*** Block opens ***

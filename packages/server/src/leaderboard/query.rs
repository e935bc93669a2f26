use sea_orm::{
    ColumnTrait, ConnectionTrait, EntityTrait, PaginatorTrait, QueryFilter, QueryOrder,
    QuerySelect,
};

use crate::entity::{profile, top_creator, top_curator};
use crate::error::AppError;
use crate::models::shared::page_offset;
use crate::utils::contest::{find_contest, find_profile_by_user};

const NOT_PARTICIPATED: &str = "You haven't participated in this contest";

/// One page of a snapshot plus the total row count.
pub struct SnapshotPage<T> {
    pub rows: Vec<(T, Option<profile::Model>)>,
    pub total: u64,
}

pub async fn top_creators<C: ConnectionTrait>(
    conn: &C,
    contest_id: i32,
    page: u64,
    per_page: u64,
) -> Result<SnapshotPage<top_creator::Model>, AppError> {
    find_contest(conn, contest_id).await?;

    let select = top_creator::Entity::find().filter(top_creator::Column::ContestId.eq(contest_id));
    let total = select.clone().paginate(conn, per_page).num_items().await?;
    let rows = select
        .find_also_related(profile::Entity)
        .order_by_asc(top_creator::Column::Pos)
        .offset(Some(page_offset(page, per_page)))
        .limit(Some(per_page))
        .all(conn)
        .await?;

    Ok(SnapshotPage { rows, total })
}

pub async fn top_curators<C: ConnectionTrait>(
    conn: &C,
    contest_id: i32,
    page: u64,
    per_page: u64,
) -> Result<SnapshotPage<top_curator::Model>, AppError> {
    find_contest(conn, contest_id).await?;

    let select = top_curator::Entity::find().filter(top_curator::Column::ContestId.eq(contest_id));
    let total = select.clone().paginate(conn, per_page).num_items().await?;
    let rows = select
        .find_also_related(profile::Entity)
        .order_by_asc(top_curator::Column::Pos)
        .offset(Some(page_offset(page, per_page)))
        .limit(Some(per_page))
        .all(conn)
        .await?;

    Ok(SnapshotPage { rows, total })
}

/// The caller's Top Creators row in a contest.
pub async fn my_creator_position<C: ConnectionTrait>(
    conn: &C,
    contest_id: i32,
    user_id: i32,
) -> Result<(top_creator::Model, profile::Model), AppError> {
    find_contest(conn, contest_id).await?;
    let me = find_profile_by_user(conn, user_id)
        .await?
        .ok_or_else(|| AppError::NotFound(NOT_PARTICIPATED.into()))?;

    let row = top_creator::Entity::find()
        .filter(top_creator::Column::ContestId.eq(contest_id))
        .filter(top_creator::Column::ProfileId.eq(me.id))
        .one(conn)
        .await?
        .ok_or_else(|| AppError::NotFound(NOT_PARTICIPATED.into()))?;
    Ok((row, me))
}

/// The caller's Top Curators row in a contest.
pub async fn my_curator_position<C: ConnectionTrait>(
    conn: &C,
    contest_id: i32,
    user_id: i32,
) -> Result<(top_curator::Model, profile::Model), AppError> {
    find_contest(conn, contest_id).await?;
    let me = find_profile_by_user(conn, user_id)
        .await?
        .ok_or_else(|| AppError::NotFound(NOT_PARTICIPATED.into()))?;

    let row = top_curator::Entity::find()
        .filter(top_curator::Column::ContestId.eq(contest_id))
        .filter(top_curator::Column::ProfileId.eq(me.id))
        .one(conn)
        .await?
        .ok_or_else(|| AppError::NotFound(NOT_PARTICIPATED.into()))?;
    Ok((row, me))
}
pub mod clock;
pub mod contest;
pub mod jwt;
pub mod window;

*** Block closes ***

▶ _Problem to solve_: Search the records above for the word "SnapshotPage", then say how many lines contain it. Give the number alone.

▶ _Response to the exercise_: 5